Problem description
Look through the records below, and whenever a line contains "impl", copy it.

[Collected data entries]
============
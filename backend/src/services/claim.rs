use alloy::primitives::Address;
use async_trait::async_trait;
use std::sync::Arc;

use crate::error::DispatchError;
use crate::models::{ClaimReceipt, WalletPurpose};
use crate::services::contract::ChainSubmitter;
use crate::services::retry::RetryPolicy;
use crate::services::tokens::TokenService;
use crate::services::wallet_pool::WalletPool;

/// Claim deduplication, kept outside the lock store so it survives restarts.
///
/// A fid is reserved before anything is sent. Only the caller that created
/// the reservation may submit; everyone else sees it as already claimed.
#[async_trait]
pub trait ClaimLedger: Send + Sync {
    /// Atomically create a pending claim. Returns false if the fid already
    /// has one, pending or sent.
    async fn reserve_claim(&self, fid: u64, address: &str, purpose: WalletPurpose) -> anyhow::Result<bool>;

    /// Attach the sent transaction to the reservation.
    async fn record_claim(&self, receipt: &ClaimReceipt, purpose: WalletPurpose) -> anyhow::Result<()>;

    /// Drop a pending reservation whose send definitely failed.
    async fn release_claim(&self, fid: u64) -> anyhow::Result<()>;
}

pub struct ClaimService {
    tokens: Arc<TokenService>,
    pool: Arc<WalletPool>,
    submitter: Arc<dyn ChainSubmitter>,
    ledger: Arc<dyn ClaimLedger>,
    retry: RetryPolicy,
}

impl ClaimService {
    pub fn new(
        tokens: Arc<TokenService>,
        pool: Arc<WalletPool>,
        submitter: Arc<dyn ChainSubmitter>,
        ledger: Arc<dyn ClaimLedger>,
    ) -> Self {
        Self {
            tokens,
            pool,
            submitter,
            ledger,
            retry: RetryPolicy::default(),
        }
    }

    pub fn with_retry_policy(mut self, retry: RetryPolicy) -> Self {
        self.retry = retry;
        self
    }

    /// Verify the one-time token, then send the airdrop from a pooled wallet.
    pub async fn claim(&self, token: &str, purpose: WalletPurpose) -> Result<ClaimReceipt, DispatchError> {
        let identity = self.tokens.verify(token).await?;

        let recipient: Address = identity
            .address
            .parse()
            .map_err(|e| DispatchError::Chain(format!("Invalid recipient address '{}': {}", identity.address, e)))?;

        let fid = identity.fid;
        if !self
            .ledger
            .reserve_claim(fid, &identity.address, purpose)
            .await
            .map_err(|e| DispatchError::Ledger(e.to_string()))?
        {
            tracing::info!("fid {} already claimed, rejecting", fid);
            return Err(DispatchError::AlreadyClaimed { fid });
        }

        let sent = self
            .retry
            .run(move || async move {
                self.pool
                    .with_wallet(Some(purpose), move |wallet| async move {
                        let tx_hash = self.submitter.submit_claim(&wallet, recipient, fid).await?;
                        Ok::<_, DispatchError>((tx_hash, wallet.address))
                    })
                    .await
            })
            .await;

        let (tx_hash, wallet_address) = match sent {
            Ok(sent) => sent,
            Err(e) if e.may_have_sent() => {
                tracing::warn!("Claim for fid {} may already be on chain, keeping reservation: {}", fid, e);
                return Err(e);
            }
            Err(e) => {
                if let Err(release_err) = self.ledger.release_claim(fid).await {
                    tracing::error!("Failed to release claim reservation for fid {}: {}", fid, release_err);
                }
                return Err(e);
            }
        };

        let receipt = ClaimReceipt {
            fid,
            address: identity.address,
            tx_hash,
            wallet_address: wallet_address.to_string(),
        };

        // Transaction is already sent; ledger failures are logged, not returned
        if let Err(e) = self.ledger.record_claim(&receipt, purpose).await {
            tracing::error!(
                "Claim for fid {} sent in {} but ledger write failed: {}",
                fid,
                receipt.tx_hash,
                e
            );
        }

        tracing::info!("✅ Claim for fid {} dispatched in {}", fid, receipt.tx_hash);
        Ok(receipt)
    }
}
============
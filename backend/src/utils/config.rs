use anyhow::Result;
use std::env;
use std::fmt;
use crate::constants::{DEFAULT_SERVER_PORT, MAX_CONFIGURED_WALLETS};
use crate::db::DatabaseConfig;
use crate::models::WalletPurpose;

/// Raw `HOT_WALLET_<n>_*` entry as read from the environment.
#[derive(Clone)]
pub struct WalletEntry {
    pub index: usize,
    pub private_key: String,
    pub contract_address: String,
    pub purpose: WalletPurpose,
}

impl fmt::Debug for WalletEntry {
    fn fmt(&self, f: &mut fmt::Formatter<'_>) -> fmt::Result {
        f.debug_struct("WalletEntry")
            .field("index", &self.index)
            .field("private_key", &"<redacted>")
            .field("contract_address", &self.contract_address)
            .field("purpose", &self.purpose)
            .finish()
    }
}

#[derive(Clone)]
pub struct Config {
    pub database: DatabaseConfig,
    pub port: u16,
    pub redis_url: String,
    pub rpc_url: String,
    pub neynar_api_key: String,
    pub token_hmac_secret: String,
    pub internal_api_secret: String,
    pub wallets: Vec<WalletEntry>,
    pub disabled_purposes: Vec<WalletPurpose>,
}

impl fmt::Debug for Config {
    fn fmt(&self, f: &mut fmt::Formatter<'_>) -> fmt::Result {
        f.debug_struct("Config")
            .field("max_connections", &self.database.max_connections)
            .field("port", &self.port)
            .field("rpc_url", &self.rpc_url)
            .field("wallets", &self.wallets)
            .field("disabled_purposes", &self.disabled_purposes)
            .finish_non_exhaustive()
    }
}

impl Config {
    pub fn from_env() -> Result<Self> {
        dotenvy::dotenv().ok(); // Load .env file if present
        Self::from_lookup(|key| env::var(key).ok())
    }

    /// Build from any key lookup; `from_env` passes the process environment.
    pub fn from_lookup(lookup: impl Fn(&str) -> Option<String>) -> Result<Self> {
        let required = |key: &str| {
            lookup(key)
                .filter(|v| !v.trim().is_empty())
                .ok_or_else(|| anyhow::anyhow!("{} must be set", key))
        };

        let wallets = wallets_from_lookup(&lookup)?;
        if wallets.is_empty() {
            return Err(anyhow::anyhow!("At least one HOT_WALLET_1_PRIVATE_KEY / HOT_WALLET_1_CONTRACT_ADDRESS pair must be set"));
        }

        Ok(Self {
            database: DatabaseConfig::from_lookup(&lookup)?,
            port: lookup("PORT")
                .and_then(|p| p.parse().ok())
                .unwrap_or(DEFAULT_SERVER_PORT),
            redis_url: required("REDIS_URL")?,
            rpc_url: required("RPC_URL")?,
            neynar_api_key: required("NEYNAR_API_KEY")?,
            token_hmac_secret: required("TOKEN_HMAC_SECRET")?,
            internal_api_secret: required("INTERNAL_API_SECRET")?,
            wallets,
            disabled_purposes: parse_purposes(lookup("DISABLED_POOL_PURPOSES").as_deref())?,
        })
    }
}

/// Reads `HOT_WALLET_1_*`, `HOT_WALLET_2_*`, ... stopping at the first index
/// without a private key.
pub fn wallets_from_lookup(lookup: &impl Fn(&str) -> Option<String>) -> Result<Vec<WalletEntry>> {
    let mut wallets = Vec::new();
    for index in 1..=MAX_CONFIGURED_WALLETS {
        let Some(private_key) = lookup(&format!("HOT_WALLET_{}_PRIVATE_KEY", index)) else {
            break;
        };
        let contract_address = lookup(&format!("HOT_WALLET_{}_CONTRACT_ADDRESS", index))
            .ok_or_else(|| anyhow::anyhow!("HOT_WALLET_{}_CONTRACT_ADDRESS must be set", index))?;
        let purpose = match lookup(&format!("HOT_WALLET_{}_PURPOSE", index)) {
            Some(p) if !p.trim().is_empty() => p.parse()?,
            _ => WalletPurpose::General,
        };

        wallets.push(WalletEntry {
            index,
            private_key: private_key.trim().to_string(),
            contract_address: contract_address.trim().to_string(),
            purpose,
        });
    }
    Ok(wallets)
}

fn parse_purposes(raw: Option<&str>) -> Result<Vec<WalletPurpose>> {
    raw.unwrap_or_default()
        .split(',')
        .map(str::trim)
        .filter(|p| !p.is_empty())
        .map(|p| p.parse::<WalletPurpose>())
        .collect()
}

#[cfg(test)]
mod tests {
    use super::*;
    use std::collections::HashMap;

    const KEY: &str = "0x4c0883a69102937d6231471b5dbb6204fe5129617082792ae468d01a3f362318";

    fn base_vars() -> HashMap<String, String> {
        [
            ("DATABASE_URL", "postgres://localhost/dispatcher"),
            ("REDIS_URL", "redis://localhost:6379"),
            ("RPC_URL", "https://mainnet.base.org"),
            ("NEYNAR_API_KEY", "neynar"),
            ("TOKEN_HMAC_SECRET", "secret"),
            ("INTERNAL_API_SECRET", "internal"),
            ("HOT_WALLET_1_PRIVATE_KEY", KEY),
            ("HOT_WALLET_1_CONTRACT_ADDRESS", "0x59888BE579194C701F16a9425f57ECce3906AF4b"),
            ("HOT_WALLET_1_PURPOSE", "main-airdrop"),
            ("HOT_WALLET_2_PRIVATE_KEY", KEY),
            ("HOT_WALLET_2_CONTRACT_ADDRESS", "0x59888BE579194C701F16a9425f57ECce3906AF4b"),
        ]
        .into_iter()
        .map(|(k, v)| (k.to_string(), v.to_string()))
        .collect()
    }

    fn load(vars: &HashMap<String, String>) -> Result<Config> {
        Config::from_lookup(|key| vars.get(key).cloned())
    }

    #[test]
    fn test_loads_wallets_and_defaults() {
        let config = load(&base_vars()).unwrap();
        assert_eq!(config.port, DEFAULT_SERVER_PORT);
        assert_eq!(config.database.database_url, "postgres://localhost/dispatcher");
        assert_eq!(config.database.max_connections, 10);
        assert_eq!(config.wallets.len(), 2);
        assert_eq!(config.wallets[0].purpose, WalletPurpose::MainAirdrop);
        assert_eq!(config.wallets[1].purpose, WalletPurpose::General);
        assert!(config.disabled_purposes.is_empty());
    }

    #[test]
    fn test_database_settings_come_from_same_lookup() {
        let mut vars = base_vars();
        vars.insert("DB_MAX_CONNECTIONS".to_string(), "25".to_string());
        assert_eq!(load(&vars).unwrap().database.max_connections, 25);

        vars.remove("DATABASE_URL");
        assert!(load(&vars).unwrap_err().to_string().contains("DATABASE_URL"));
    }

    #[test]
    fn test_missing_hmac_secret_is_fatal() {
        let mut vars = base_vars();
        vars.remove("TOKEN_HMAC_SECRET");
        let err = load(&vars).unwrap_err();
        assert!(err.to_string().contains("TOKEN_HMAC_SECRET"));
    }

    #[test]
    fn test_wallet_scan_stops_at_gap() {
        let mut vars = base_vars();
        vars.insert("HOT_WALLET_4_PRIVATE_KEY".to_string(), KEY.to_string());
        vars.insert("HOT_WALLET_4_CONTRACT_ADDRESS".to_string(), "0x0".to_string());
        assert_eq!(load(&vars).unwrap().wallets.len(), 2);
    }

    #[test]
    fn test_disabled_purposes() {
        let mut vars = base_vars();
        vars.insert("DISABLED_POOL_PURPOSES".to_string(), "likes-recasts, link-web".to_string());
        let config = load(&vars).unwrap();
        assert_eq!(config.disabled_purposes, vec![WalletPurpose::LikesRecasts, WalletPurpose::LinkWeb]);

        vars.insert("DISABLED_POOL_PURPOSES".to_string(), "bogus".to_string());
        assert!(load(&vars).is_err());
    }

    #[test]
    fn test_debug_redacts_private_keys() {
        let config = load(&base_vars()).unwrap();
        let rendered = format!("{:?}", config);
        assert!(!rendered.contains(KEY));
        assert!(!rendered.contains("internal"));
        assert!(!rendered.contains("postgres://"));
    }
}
============
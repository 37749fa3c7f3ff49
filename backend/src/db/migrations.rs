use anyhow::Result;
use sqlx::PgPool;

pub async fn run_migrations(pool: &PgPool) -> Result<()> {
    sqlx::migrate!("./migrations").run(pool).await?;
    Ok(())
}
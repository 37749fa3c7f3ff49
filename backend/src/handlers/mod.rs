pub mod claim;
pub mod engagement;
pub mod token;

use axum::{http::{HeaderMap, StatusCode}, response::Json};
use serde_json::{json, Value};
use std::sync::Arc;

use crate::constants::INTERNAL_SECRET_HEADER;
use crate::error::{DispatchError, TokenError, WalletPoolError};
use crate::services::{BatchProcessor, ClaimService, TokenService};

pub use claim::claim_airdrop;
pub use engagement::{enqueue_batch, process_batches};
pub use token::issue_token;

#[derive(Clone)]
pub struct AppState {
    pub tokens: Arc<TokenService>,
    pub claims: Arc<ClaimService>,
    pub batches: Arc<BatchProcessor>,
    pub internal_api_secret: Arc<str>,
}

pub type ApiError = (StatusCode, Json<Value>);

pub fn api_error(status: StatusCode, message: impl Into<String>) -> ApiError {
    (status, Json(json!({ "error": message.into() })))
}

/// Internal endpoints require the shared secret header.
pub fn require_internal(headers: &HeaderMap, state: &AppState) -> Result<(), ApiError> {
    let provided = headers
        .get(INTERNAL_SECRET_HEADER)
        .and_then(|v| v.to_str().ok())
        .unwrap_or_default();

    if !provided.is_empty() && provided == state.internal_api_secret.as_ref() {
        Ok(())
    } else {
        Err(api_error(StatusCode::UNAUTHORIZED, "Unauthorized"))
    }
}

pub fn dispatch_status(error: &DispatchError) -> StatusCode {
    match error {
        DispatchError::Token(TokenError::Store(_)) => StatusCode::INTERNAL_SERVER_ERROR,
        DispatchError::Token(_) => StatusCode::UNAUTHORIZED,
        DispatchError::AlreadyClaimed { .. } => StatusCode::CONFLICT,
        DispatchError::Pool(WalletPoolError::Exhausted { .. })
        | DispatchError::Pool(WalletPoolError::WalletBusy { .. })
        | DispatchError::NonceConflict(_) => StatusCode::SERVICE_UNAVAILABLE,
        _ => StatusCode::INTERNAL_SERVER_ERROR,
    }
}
============
Answer to the exercise
impl ClaimService {
impl fmt::Debug for WalletEntry {
impl fmt::Debug for Config {
impl Config {
    pub fn from_lookup(lookup: impl Fn(&str) -> Option<String>) -> Result<Self> {
pub fn wallets_from_lookup(lookup: &impl Fn(&str) -> Option<String>) -> Result<Vec<WalletEntry>> {
pub fn api_error(status: StatusCode, message: impl Into<String>) -> ApiError {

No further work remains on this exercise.